* Problem statement
Transcribe all of the entries, matching each one exactly.

* Materials provided

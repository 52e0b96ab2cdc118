use rodio::{OutputStream, OutputStreamHandle, Source};
use tracing::{info, warn};

use crate::{Result, Sound, Volume};

/// Owns the audio output stream and plays fire-and-forget sound effects.
pub struct AudioEngine {
    // Kept alive for the lifetime of the engine; dropping it stops playback.
    _stream: OutputStream,
    handle: OutputStreamHandle,
    master_volume: Volume,
}

impl AudioEngine {
    /// Open the default audio output.
    pub fn new() -> Result<Self> {
        let (_stream, handle) = OutputStream::try_default()?;
        info!("audio output opened");

        Ok(Self {
            _stream,
            handle,
            master_volume: Volume::FULL,
        })
    }

    pub fn set_master_volume(&mut self, volume: Volume) {
        self.master_volume = volume;
    }

    pub fn master_volume(&self) -> Volume {
        self.master_volume
    }

    /// Play a sound at the given volume and pitch.
    ///
    /// Problems are logged and swallowed; a failed effect must not disturb
    /// the frame loop.
    pub fn play(&self, sound: &Sound, volume: Volume, pitch: f32) {
        let source = match sound.decoder() {
            Ok(source) => source,
            Err(e) => {
                warn!("skipping undecodable sound: {e}");
                return;
            }
        };

        let source = source
            .amplify(self.master_volume.value() * volume.value())
            .speed(pitch);

        if let Err(e) = self.handle.play_raw(source.convert_samples()) {
            warn!("sound playback failed: {e}");
        }
    }
}
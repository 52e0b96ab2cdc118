//! Debug HUD shown while the mouse is released

use app::egui;
use prism_physics::Player;

use crate::tuning::Tuning;

/// Live tunables window. Writes straight into the player tunables and the
/// [`Tuning`] struct; the game diffs a render-settings snapshot afterwards,
/// so edits that matter to the image reset accumulation automatically.
pub fn shader_editor(
    ctx: &egui::Context,
    tuning: &mut Tuning,
    player: &mut Player,
    reload_shaders: &mut bool,
) {
    egui::Window::new("Shader Editor")
        .default_width(320.0)
        .show(ctx, |ui| {
            ui.label("Player");
            ui.add(
                egui::Slider::new(&mut player.tuning.walk_speed, 0.005..=20.0).text("Walk Speed"),
            );
            ui.add(
                egui::Slider::new(&mut player.tuning.rotate_speed, 0.005..=0.2)
                    .text("Rotate Speed"),
            );
            ui.add(
                egui::Slider::new(&mut player.tuning.jump_impulse, 0.005..=20.0)
                    .text("Jump Impulse"),
            );
            ui.checkbox(&mut player.tuning.fly_mode, "Fly Mode");
            ui.checkbox(&mut player.tuning.cinematic_mode, "Cinematic Camera");
            if player.tuning.cinematic_mode {
                ui.add(
                    egui::Slider::new(&mut player.tuning.cinematic_sharpness, 1.0..=30.0)
                        .text("Smoothing Sharpness"),
                );
            }

            ui.separator();
            ui.label("World");
            ui.add(egui::Slider::new(&mut tuning.sun_direction.x, -1.0..=1.0).text("Sun X"));
            ui.add(egui::Slider::new(&mut tuning.sun_direction.y, -1.0..=1.0).text("Sun Y"));
            ui.add(egui::Slider::new(&mut tuning.sun_direction.z, -1.0..=1.0).text("Sun Z"));
            ui.add(egui::Slider::new(&mut tuning.gravity, 0.0..=50.0).text("Gravity"));

            ui.separator();
            ui.label("Camera");
            ui.add(egui::Slider::new(&mut player.tuning.eye_height, 0.1..=0.9).text("Eye Height"));
            ui.add_space(4.0);
            ui.add(
                egui::Slider::new(&mut tuning.dof_focus_distance, 0.1..=100.0)
                    .text("DoF Focus Distance"),
            );
            ui.add(egui::Slider::new(&mut tuning.dof_blur_size, 0.0..=0.9).text("DoF Blur Size"));
            ui.add(egui::Slider::new(&mut tuning.fov, 20.0..=179.0).text("Fov"));

            ui.separator();
            ui.label("Graphics");
            ui.checkbox(&mut tuning.frame_scale_up, "Upscale");
            ui.add(egui::Slider::new(&mut tuning.frame_scale, 1..=8).text(
                if tuning.frame_scale_up {
                    "Upscale Factor"
                } else {
                    "Downscale Factor"
                },
            ));
            if ui.button("Reload Shaders").clicked() {
                *reload_shaders = true;
            }

            ui.separator();
            ui.label("Audio");
            ui.add(egui::Slider::new(&mut tuning.master_volume, 0.0..=1.0).text("Master Volume"));
        });
}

* Written reply
repository 52e0b96ab2cdc118
use rodio::{OutputStream, OutputStreamHandle, Source};
use tracing::{info, warn};

use crate::{Result, Sound, Volume};

/// Owns the audio output stream and plays fire-and-forget sound effects.
pub struct AudioEngine {
    // Kept alive for the lifetime of the engine; dropping it stops playback.
    _stream: OutputStream,
    handle: OutputStreamHandle,
    master_volume: Volume,
}

impl AudioEngine {
    /// Open the default audio output.
    pub fn new() -> Result<Self> {
        let (_stream, handle) = OutputStream::try_default()?;
        info!("audio output opened");

        Ok(Self {
            _stream,
            handle,
            master_volume: Volume::FULL,
        })
    }

    pub fn set_master_volume(&mut self, volume: Volume) {
        self.master_volume = volume;
    }

    pub fn master_volume(&self) -> Volume {
        self.master_volume
    }

    /// Play a sound at the given volume and pitch.
    ///
    /// Problems are logged and swallowed; a failed effect must not disturb
    /// the frame loop.
    pub fn play(&self, sound: &Sound, volume: Volume, pitch: f32) {
        let source = match sound.decoder() {
            Ok(source) => source,
            Err(e) => {
                warn!("skipping undecodable sound: {e}");
                return;
            }
        };

        let source = source
            .amplify(self.master_volume.value() * volume.value())
            .speed(pitch);

        if let Err(e) = self.handle.play_raw(source.convert_samples()) {
            warn!("sound playback failed: {e}");
        }
    }
}
repository 52e0b96ab2cdc118
//! Debug HUD shown while the mouse is released

use app::egui;
use prism_physics::Player;

use crate::tuning::Tuning;

/// Live tunables window. Writes straight into the player tunables and the
/// [`Tuning`] struct; the game diffs a render-settings snapshot afterwards,
/// so edits that matter to the image reset accumulation automatically.
pub fn shader_editor(
    ctx: &egui::Context,
    tuning: &mut Tuning,
    player: &mut Player,
    reload_shaders: &mut bool,
) {
    egui::Window::new("Shader Editor")
        .default_width(320.0)
        .show(ctx, |ui| {
            ui.label("Player");
            ui.add(
                egui::Slider::new(&mut player.tuning.walk_speed, 0.005..=20.0).text("Walk Speed"),
            );
            ui.add(
                egui::Slider::new(&mut player.tuning.rotate_speed, 0.005..=0.2)
                    .text("Rotate Speed"),
            );
            ui.add(
                egui::Slider::new(&mut player.tuning.jump_impulse, 0.005..=20.0)
                    .text("Jump Impulse"),
            );
            ui.checkbox(&mut player.tuning.fly_mode, "Fly Mode");
            ui.checkbox(&mut player.tuning.cinematic_mode, "Cinematic Camera");
            if player.tuning.cinematic_mode {
                ui.add(
                    egui::Slider::new(&mut player.tuning.cinematic_sharpness, 1.0..=30.0)
                        .text("Smoothing Sharpness"),
                );
            }

            ui.separator();
            ui.label("World");
            ui.add(egui::Slider::new(&mut tuning.sun_direction.x, -1.0..=1.0).text("Sun X"));
            ui.add(egui::Slider::new(&mut tuning.sun_direction.y, -1.0..=1.0).text("Sun Y"));
            ui.add(egui::Slider::new(&mut tuning.sun_direction.z, -1.0..=1.0).text("Sun Z"));
            ui.add(egui::Slider::new(&mut tuning.gravity, 0.0..=50.0).text("Gravity"));

            ui.separator();
            ui.label("Camera");
            ui.add(egui::Slider::new(&mut player.tuning.eye_height, 0.1..=0.9).text("Eye Height"));
            ui.add_space(4.0);
            ui.add(
                egui::Slider::new(&mut tuning.dof_focus_distance, 0.1..=100.0)
                    .text("DoF Focus Distance"),
            );
            ui.add(egui::Slider::new(&mut tuning.dof_blur_size, 0.0..=0.9).text("DoF Blur Size"));
            ui.add(egui::Slider::new(&mut tuning.fov, 20.0..=179.0).text("Fov"));

            ui.separator();
            ui.label("Graphics");
            ui.checkbox(&mut tuning.frame_scale_up, "Upscale");
            ui.add(egui::Slider::new(&mut tuning.frame_scale, 1..=8).text(
                if tuning.frame_scale_up {
                    "Upscale Factor"
                } else {
                    "Downscale Factor"
                },
            ));
            if ui.button("Reload Shaders").clicked() {
                *reload_shaders = true;
            }

            ui.separator();
            ui.label("Audio");
            ui.add(egui::Slider::new(&mut tuning.master_volume, 0.0..=1.0).text("Master Volume"));
        });
}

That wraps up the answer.